To achieve that you need to construct your personal balance sheet and seek answers to some important questions to see where you stand.

Under normal circumstances, only once you have paid off all your obligations and paid for all your important expenses and you still have income (savings) left-over should you consider investing in shares. Therefore, first thing you need to consider, is to settle your expenses and pay outstanding high interest debts. This is not a rule but it is a prudent advice because if you have debts that costs you say 20 per cent in interest per annum and if you are to use that money for investing in shares, your shares investment returns should be growing at more than 20 percent per annum so that, at some stage you can sell the share to repay the debts and still remain with some profits. If that will be the case then you are doing very well, but this is often difficult to achieve and thus it is advisable or rather recommendable for you to take a simple approach, which says invest your savings, do not borrow or get into debts trying to make investments in shares – because the moment you do that, that will be speculation.
I know some retail/private individual investors who in some cases take the approach of borrowing for the purpose of investing in shares during Initial Public Offering (IPOs); where they borrow from banks with the speculative motives that after the IPO and share have been listed in the stock market for trading, then immediately prices will go up and they will be able to liquidate their investment positions, pay the debt and retain some profits. In some few cases they are successful and, in many cases, they are not successful.

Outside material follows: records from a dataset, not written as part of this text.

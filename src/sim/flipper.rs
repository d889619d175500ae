//! Flipper kinematics
//!
//! A flipper is a thick segment rotating about a fixed pivot. Its angle moves
//! once per frame; every sub-step of that frame sees the same angular
//! velocity, derived from the angle change across the frame.
//!
//! Angles are in degrees with positive values lifting the tip. The left
//! flipper points along `-angle`, the right one along `180° + angle`, so the
//! pair is mirrored about the table's vertical axis.

use glam::Vec2;
use serde::{Deserialize, Serialize};

use crate::config::FlipperConfig;
use crate::direction_deg;

/// Which side of the table a flipper sits on
#[derive(Debug, Clone, Copy, PartialEq, Eq, Serialize, Deserialize)]
pub enum FlipperSide {
    Left,
    Right,
}

impl FlipperSide {
    /// Screen-space direction of the flipper blade for a given angle
    fn blade_deg(self, angle_deg: f32) -> f32 {
        match self {
            FlipperSide::Left => -angle_deg,
            FlipperSide::Right => 180.0 + angle_deg,
        }
    }

    /// How a positive angle change turns the blade in screen space
    fn rotation_sign(self) -> f32 {
        match self {
            FlipperSide::Left => -1.0,
            FlipperSide::Right => 1.0,
        }
    }
}

/// A rotating flipper
#[derive(Debug, Clone, Serialize, Deserialize)]
pub struct Flipper {
    pub side: FlipperSide,
    pub pivot: Vec2,
    pub length: f32,
    /// Full blade width; half of it is added to the ball radius on contact
    pub width: f32,
    /// Current angle (degrees)
    pub angle_deg: f32,
    /// Angle at the start of the current frame (degrees)
    pub prev_angle_deg: f32,
    pub min_deg: f32,
    pub max_deg: f32,
    /// Maximum rotation per frame (degrees)
    pub speed_deg: f32,
}

impl Flipper {
    pub fn new(side: FlipperSide, config: &FlipperConfig) -> Self {
        let pivot = match side {
            FlipperSide::Left => config.left_pivot,
            FlipperSide::Right => config.right_pivot,
        };
        Self {
            side,
            pivot,
            length: config.length,
            width: config.width,
            angle_deg: config.min_deg,
            prev_angle_deg: config.min_deg,
            min_deg: config.min_deg,
            max_deg: config.max_deg,
            speed_deg: config.speed_deg,
        }
    }

    #[inline]
    pub fn half_width(&self) -> f32 {
        self.width / 2.0
    }

    /// Blade tip at the current angle
    pub fn tip(&self) -> Vec2 {
        self.pivot + direction_deg(self.side.blade_deg(self.angle_deg)) * self.length
    }

    /// Whether the flipper is held up (or on its way up)
    pub fn is_raised(&self) -> bool {
        self.angle_deg > self.min_deg
    }

    /// Whether the angle changed during the current frame
    pub fn is_moving(&self) -> bool {
        self.angle_deg != self.prev_angle_deg
    }

    /// Advance the angle one frame toward its held or resting limit
    ///
    /// The angle before the move is kept as `prev_angle_deg`, which is what
    /// the sub-steps of this frame measure the swing against.
    pub fn update(&mut self, active: bool) {
        self.prev_angle_deg = self.angle_deg;
        let target = if active { self.max_deg } else { self.min_deg };
        let delta = (target - self.angle_deg).clamp(-self.speed_deg, self.speed_deg);
        self.angle_deg += delta;
    }

    /// Screen-space angular velocity (radians per sub-step)
    pub fn angular_velocity(&self, sub_steps: u32) -> f32 {
        let change = (self.angle_deg - self.prev_angle_deg).to_radians();
        self.side.rotation_sign() * change / sub_steps.max(1) as f32
    }

    /// Velocity of the blade at `point` for one sub-step: v = ω × r
    pub fn surface_velocity(&self, point: Vec2, sub_steps: u32) -> Vec2 {
        let omega = self.angular_velocity(sub_steps);
        let r = point - self.pivot;
        Vec2::new(-omega * r.y, omega * r.x)
    }

    /// Back to the resting angle with no swing
    pub fn reset(&mut self) {
        self.angle_deg = self.min_deg;
        self.prev_angle_deg = self.min_deg;
    }
}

Having achieved the act of careful analysis of where is your financial position, you then need to have a closer look at your attitude towards risk. This will help you see where you would like to be in the future.
So, what kind of things do you need to look into? Here are some points you need to consider: (i) Age and the time remaining for you to continue working before retirement – as well as how much time do you have to achieve your goals? (ii) Occupation and employment status – do you have job security and a reliable income, or are you self-employed or a pensioner?; (iii) Standard of living – what are your ongoing requirements for an enjoyable standard of living, including personal belongings, holidays and luxury (entertainment) items? Are you comfortable now? Are you able to budget?; (iv) Family and dependents – do you wish to provide for your children and dependents’ education or for other needs?; (v) Need for financial independence – do you have a strong need for financial independence and don’t wish to rely on a pension upon retirement?; (vi) Personal control – how much control do you like to have in managing your financial situation?; (vii) Insurance – do you have adequate insurance against risks to your property, possessions, income and wellbeing?
I suggest you speak to a financial or investment advisor to assess this if you do not have the objectivity or knowledge to do so.
Funding your share investment: If you’re going to invest money in shares, the first thing you need is money. In the paragraphs above I’ve proposed that you consider investing in shares if you have surplus income/savings. However, you may to also note that for some many investors, reallocating their investments does the trick.
Reallocating simply means selling some investments or other assets and reinvesting that money into shares. It boils down to deciding what investment or asset you should sell. Generally, you want to consider those investments and assets that give you a low return on your money. Re-allocation is only part of the answer; your cash flow is the other part.
Your cash flow refers to what money is coming in (income) and what money is being spent (outflows). The result is either a positive cash flow or a negative cash flow, depending on your cash management skills. Maintaining positive cash flow helps to increase your net worth.
Lastly, it is important that you set the right expectations and learn what to expect from the share (stock) market, learn to evaluate and analyze businesses that you intend to invest into. Most of these information and data can be obtained from the companies’ published financial statements; also company news and releases might assist. Historical precedents and information related into it are also things to consider, as it is history tends to repeat itself in the share market.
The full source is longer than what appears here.